Duel Konglomerat Q3 2025: Emiten Siapa Cetak Laba Terbesar?

Ifonti.com JAKARTA. Performa keuangan emiten-emiten yang terafiliasi dengan grup konglomerasi di Indonesia menunjukkan gambaran yang bervariasi hingga kuartal III-2025. Terlihat jelas bahwa sektor-sektor tertentu mampu mencatatkan kinerja yang cukup impresif, memberikan dorongan positif bagi induk usahanya.

Dari berbagai grup konglomerasi yang ada, emiten-emiten yang berada di bawah naungan Prajogo Pangestu berhasil mencetak kinerja keuangan yang cemerlang. Sejumlah emiten, mulai dari PT Barito Pacific Tbk (BRPT), PT Barito Renewables Energy Tbk (BREN), PT Chandra Asri Pacific Tbk (TPIA), PT Chandra Daya Investasi Tbk (CDIA), hingga PT Petrosea Tbk (PTRO), secara kompak mengalami pertumbuhan baik dari sisi pendapatan maupun laba bersih. Ambil contoh BRPT, pendapatan emiten ini melesat 232,93% secara year on year (yoy) mencapai US$ 5,56 miliar per kuartal III-2025, diikuti lonjakan laba bersihnya yang fantastis sebesar 2.072,20% yoy menjadi US$ 26,80 juta.

Kendati demikian, satu-satunya pengecualian di grup ini adalah PT Petrindo Jaya Kreasi Tbk (CUAN) yang mengalami penurunan laba bersih sebesar 46,95% yoy menjadi US$ 30,44 juta. Namun, penting dicatat bahwa pendapatan CUAN tetap mampu tumbuh signifikan sebesar 45,88% yoy, mencapai US$ 796,62 juta pada periode yang sama.

Beralih ke Grup Djarum, sebagian besar emiten yang terafiliasi dengan keluarga Hartono ini menunjukkan kinerja yang masih cukup solid. PT Bank Central Asia Tbk (BBCA) dan PT Sarana Menara Nusantara Tbk (TOWR) menjadi contoh nyata dengan berhasil membukukan kenaikan pendapatan dan laba bersih hingga kuartal III-2025. Emiten e-commerce Grup Djarum, PT Global Digital Niaga Tbk (BELI), juga mencatatkan perbaikan signifikan dengan memangkas rugi bersihnya sebesar 1,60% yoy menjadi Rp 1,84 triliun per kuartal III-2025. Pencapaian ini sejalan dengan kenaikan pendapatan yang mengesankan sebesar 25,56% yoy menjadi Rp 15,23 triliun.

Situasi berbeda terlihat pada Grup Salim.

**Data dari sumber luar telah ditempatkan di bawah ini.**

//--- Compose and Parse

impl Compose for EdnsOption {
    /// Returns the composed length.
    ///
    /// For an option that cannot be composed, this is the length of the
    /// option header only.
    fn compose_len(&self) -> usize {
        4 + self.data_len().unwrap_or(0)
    }

    fn compose<Target: OctetsBuilder + ?Sized>(
        &self,
        target: &mut Target,
    ) -> Result<(), ComposeError> {
        let len = self
            .data_len()
            .ok_or(ComposeError::UnencodableOption(self.code))?;
        self.code.compose(target)?;
        compose_len_prefix(len, target)?;
        match (self.data.as_ref(), self.value.as_ref()) {
            (Some(data), _) => {
                target.append_slice(data.as_ref())?;
                Ok(())
            }
            (None, Some(value)) => value.compose_option(target),
            (None, None) => Ok(()),
        }
    }
}

impl Parse for EdnsOption {
    fn parse(parser: &mut Parser<'_, [u8]>) -> Result<Self, ParseError> {
        let code = OptionCode::parse(parser)?;
        let len = usize::from(u16::parse(parser)?);
        let data = parse_bytes(parser, len)?;
        let value = OptionValue::parse_option(
            code,
            &mut Parser::from_ref(&data[..]),
        )?;
        Ok(EdnsOption {
            code,
            data: Some(data),
            value,
        })
    }
}

//--- Display

impl fmt::Display for EdnsOption {
    fn fmt(&self, f: &mut fmt::Formatter) -> fmt::Result {
        match (self.value.as_ref(), self.data.as_ref()) {
            (Some(value), _) => write!(f, "{}: {}", self.code, value),
            (None, Some(data)) => {
                write!(f, "{}: ", self.code)?;
                for ch in data.as_ref() {
                    write!(f, "{:02x}", ch)?;
                }
                Ok(())
            }
            (None, None) => write!(f, "{}", self.code),
        }
    }
}

//------------ OptionValue ---------------------------------------------------

/// The structured value of an option.
#[derive(Clone, Debug, Eq, PartialEq)]
pub enum OptionValue {
    /// A client subnet option.
    ClientSubnet(ClientSubnet),

    /// A TCP keepalive option.
    TcpKeepalive(TcpKeepalive),

    /// A padding option.
    Padding(Padding),

    /// A key tag option.
    KeyTag(KeyTag),
}

impl OptData for OptionValue {
    fn code(&self) -> OptionCode {
        match *self {
            OptionValue::ClientSubnet(ref v) => v.code(),
            OptionValue::TcpKeepalive(ref v) => v.code(),
            OptionValue::Padding(ref v) => v.code(),
            OptionValue::KeyTag(ref v) => v.code(),
        }
    }
}

impl ParseOptData for OptionValue {
    fn parse_option(
        code: OptionCode,
        parser: &mut Parser<'_, [u8]>,
    ) -> Result<Option<Self>, ParseError> {
        // Padding carries no information, so it is left as raw data.
        Ok(match code {
            ClientSubnet::CODE => {
                ClientSubnet::parse_option(code, parser)?.map(Into::into)
            }
            TcpKeepalive::CODE => {
                TcpKeepalive::parse_option(code, parser)?.map(Into::into)
            }
            KeyTag::CODE => KeyTag::parse_option(code, parser)?.map(Into::into),
            _ => None,
        })
    }
}

impl ComposeOptData for OptionValue {
    fn compose_len(&self) -> usize {
        match *self {
            OptionValue::ClientSubnet(ref v) => v.compose_len(),
            OptionValue::TcpKeepalive(ref v) => v.compose_len(),
            OptionValue::Padding(ref v) => v.compose_len(),
            OptionValue::KeyTag(ref v) => v.compose_len(),
        }
    }

    fn compose_option<Target: OctetsBuilder + ?Sized>(
        &self,
        target: &mut Target,
    ) -> Result<(), ComposeError> {
        match *self {
            OptionValue::ClientSubnet(ref v) => v.compose_option(target),
            OptionValue::TcpKeepalive(ref v) => v.compose_option(target),
            OptionValue::Padding(ref v) => v.compose_option(target),
            OptionValue::KeyTag(ref v) => v.compose_option(target),
        }
    }
}

//--- From

impl From<ClientSubnet> for OptionValue {
    fn from(value: ClientSubnet) -> Self {
        OptionValue::ClientSubnet(value)
    }
}

impl From<TcpKeepalive> for OptionValue {
    fn from(value: TcpKeepalive) -> Self {
        OptionValue::TcpKeepalive(value)
    }
}

impl From<Padding> for OptionValue {
    fn from(value: Padding) -> Self {
        OptionValue::Padding(value)
    }
}

impl From<KeyTag> for OptionValue {
    fn from(value: KeyTag) -> Self {
        OptionValue::KeyTag(value)
    }
}

//--- Display

impl fmt::Display for OptionValue {
    fn fmt(&self, f: &mut fmt::Formatter) -> fmt::Result {
        match *self {
            OptionValue::ClientSubnet(ref v) => v.fmt(f),
            OptionValue::TcpKeepalive(ref v) => v.fmt(f),
            OptionValue::Padding(ref v) => v.fmt(f),
            OptionValue::KeyTag(ref v) => v.fmt(f),
        }
    }
}

//------------ OptData -------------------------------------------------------

/// A type representing an OPT option.
///
/// The type needs to be able to report the option code to use for the
/// encoding via the [`code`][Self::code] method.
pub trait OptData {
    /// Returns the option code associated with this option.
    fn code(&self) -> OptionCode;
}

//------------ ParseOptData --------------------------------------------------

/// An OPT option that can be parsed from the record data.
pub trait ParseOptData: Sized {
    /// Parses the option code data.
    ///
    /// The data is for an option of type `code`. The function may decide
    /// whether it wants to parse data for that type. It should return
    /// `Ok(None)` if it doesn’t.
    ///
    /// The `parser` is positioned at the beginning of the option data and
    /// is limited to the length of the data.
    fn parse_option(
        code: OptionCode,
        parser: &mut Parser<'_, [u8]>,
    ) -> Result<Option<Self>, ParseError>;
}

//------------ ComposeOptData ------------------------------------------------

/// An OPT option that can be written to wire format.
pub trait ComposeOptData: OptData {
    /// Returns the length of the option data.
    fn compose_len(&self) -> usize;

    /// Appends the option data to `target`.
    fn compose_option<Target: OctetsBuilder + ?Sized>(
        &self,
        target: &mut Target,
    ) -> Result<(), ComposeError>;
}

//============ Testing =======================================================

Dua emiten konsumer andalan mereka, PT Indofood Sukses Makmur Tbk (INDF) dan PT Indofood CBP Sukses Makmur Tbk (ICBP), sama-sama mengalami penurunan laba bersih per kuartal III-2025, meskipun pendapatannya kompak tumbuh. Namun, kinerja positif berhasil ditorehkan oleh emiten kelapa sawit Grup Salim, yakni PT Salim Ivomas Pratama Tbk (SIMP) dan PT PP London Sumatra Indonesia Tbk (LSIP), yang sukses meraih kenaikan pendapatan dan laba bersih dalam sembilan bulan pertama tahun 2025.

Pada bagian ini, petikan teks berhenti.